The Reemergence of Mystery as Marketing
The introduction of MTV in 1981 changed the game, allowing viewers to finally put a face to their favorite bands. Fast-forward 30 years later and Twitter has afforded us the ability to find out what they ate for lunch. What seems like a middle finger to the Internet Age of knowing everything about everyone, 2011 saw a crop of artists turning against traditional, image-heavy publicity campaigns in favor of sly marketing tactics to pique interest. Whether that meant artists withholding their actual names, cities of origin, or shrouding their faces in handkerchiefs, we found ourselves Googling, “Who is WU LYF?” “Where is The Weeknd from?” “What’s Balam Acab’s real name?” “Is Moby moonlighting under the guise of Summer Camp?” and “Seriously, is oOoOO a joke?”
Judgment: Positive, for now at least
It felt good having to work to find out, say, The Weeknd’s real name, bringing back a treasure hunt aspect to cultivating taste, but we need to be careful of secrecy becoming a go-to branding gimmick: Then we’re just trading in one marketing scheme for another. (Here’s a thought, though: if underhanded marketing was applied across the board this year, photos of Lana Del Rey would cease to exist, which would’ve taken care of that problem.)
Moody R&B to (Hate-) Fuck To
In 2011, it only made sense that one of the best R&B releases of the year would have a soap opera reference in it. Less bombastic production meant more introspection with hip-hop this past year; Drake, Childish Gambino, the Weeknd, How to Dress Well, and Frank Ocean, to name but a few, all released haunting, dark, atmospheric, minimalist, guilt-ridden, and depressing albums to great acclaim. “Novocane,”the best song on Odd Future member Frank Ocean’s first full-length mix-tape, has a chorus of, “Love me none, love me none, numb, numb, numb, numb.” Abel Tesfaye, of the spaced-out Weeknd, sounds like the guy who’s still at the party hours after everyone’s left, calling his girl to “bring the drugs, baby,” so “I can bring my pain.” And Drake’s tender, lavish Take Care, with a record cover showing the former-Wheelchair Jimmy looking forlorn while surrounded by gold, is an 80-minute long therapy session, with the world as his psychiatrist. The young and the restless, indeed.
At the very least, it's more interesting than the standard faux-romantic sexy-times stuff R&B has been built on. Every now and then, a genre needs a whole new set of clichés to overcome.

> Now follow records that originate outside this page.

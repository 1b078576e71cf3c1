//! tandem-server: collaborative plain-text editing over WebSocket.
//!
//! Usage:
//! ```bash
//! tandem-server --config tandem.toml
//! tandem-server --bind 0.0.0.0:9090
//! RUST_LOG=debug tandem-server
//! ```
//!
//! Editors connect to `ws://<bind>/<document-uuid>`.

mod config;

use std::path::PathBuf;
use std::process::ExitCode;

use clap::Parser;
use log::{error, info};
use tandem_collab::{ServerConfig, SyncServer};

use config::{Config, ConfigError};

#[derive(Parser, Debug)]
#[command(name = "tandem-server")]
#[command(version, about = "Collaborative plain-text editing server", long_about = None)]
struct Cli {
    /// TOML configuration file
    #[arg(long, short)]
    config: Option<PathBuf>,

    /// Address to listen on; overrides the configuration file
    #[arg(long, short)]
    bind: Option<String>,
}

impl Cli {
    fn server_config(&self) -> Result<ServerConfig, ConfigError> {
        let file = match &self.config {
            Some(path) => Config::load(path)?,
            None => Config::default(),
        };
        let mut config = file.server_config();
        if let Some(bind) = &self.bind {
            config.bind_addr = bind.clone();
        }
        Ok(config)
    }
}

#[tokio::main]
async fn main() -> ExitCode {
    env_logger::Builder::from_env(env_logger::Env::default().default_filter_or("info")).init();

    let cli = Cli::parse();
    let config = match cli.server_config() {
        Ok(config) => config,
        Err(e) => {
            error!("{e}");
            return ExitCode::FAILURE;
        }
    };

    info!("Starting tandem-server v{}", env!("CARGO_PKG_VERSION"));
    let server = SyncServer::new(config);

    tokio::select! {
        result = server.run() => {
            if let Err(e) = result {
                error!("Server stopped: {e}");
                return ExitCode::FAILURE;
            }
        }
        _ = tokio::signal::ctrl_c() => {
            let stats = server.stats().await;
            info!(
                "Shutting down: {} connections served, {} revisions integrated",
                stats.total_connections, stats.revisions_integrated
            );
        }
    }

    ExitCode::SUCCESS
}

Vocal Production as Pop Music
With laptops taking over from eight-tracks as recording instrument of cheapest convenience, layering and layering and layering vocals out to infinity no longer eats up all a musician’s usable space. The rise of live-looping, i.e., playing to, against, or in unison with bits of sound created in real time, has made reproducing it live totally doable, as well. It was inevitable that artists would begin to vie for the most evocative solo-chorale. James Blake, whose breakthrough album’s beats were well secondary to his warped self-harmonizing, was never more compelling than on “Measurements,” an expression of agnostic dread delivered in the form of a solemn devotional. Julianna Barwick, a church choir kid herself, created a spiritual kind of a capella ambient out of the hums and lulls of her own looped voice. They both used instrumental flourishes for practically subliminal support, taking a maximal approach on just one of pop music’s traditional building blocks to end up with a quiet, minimalist whole.
The approach is still novel, but it cuts off a wide river of dynamic potential and could lead to some real indulgent messes. There’s already too much “layer till it turns into something” going on these days.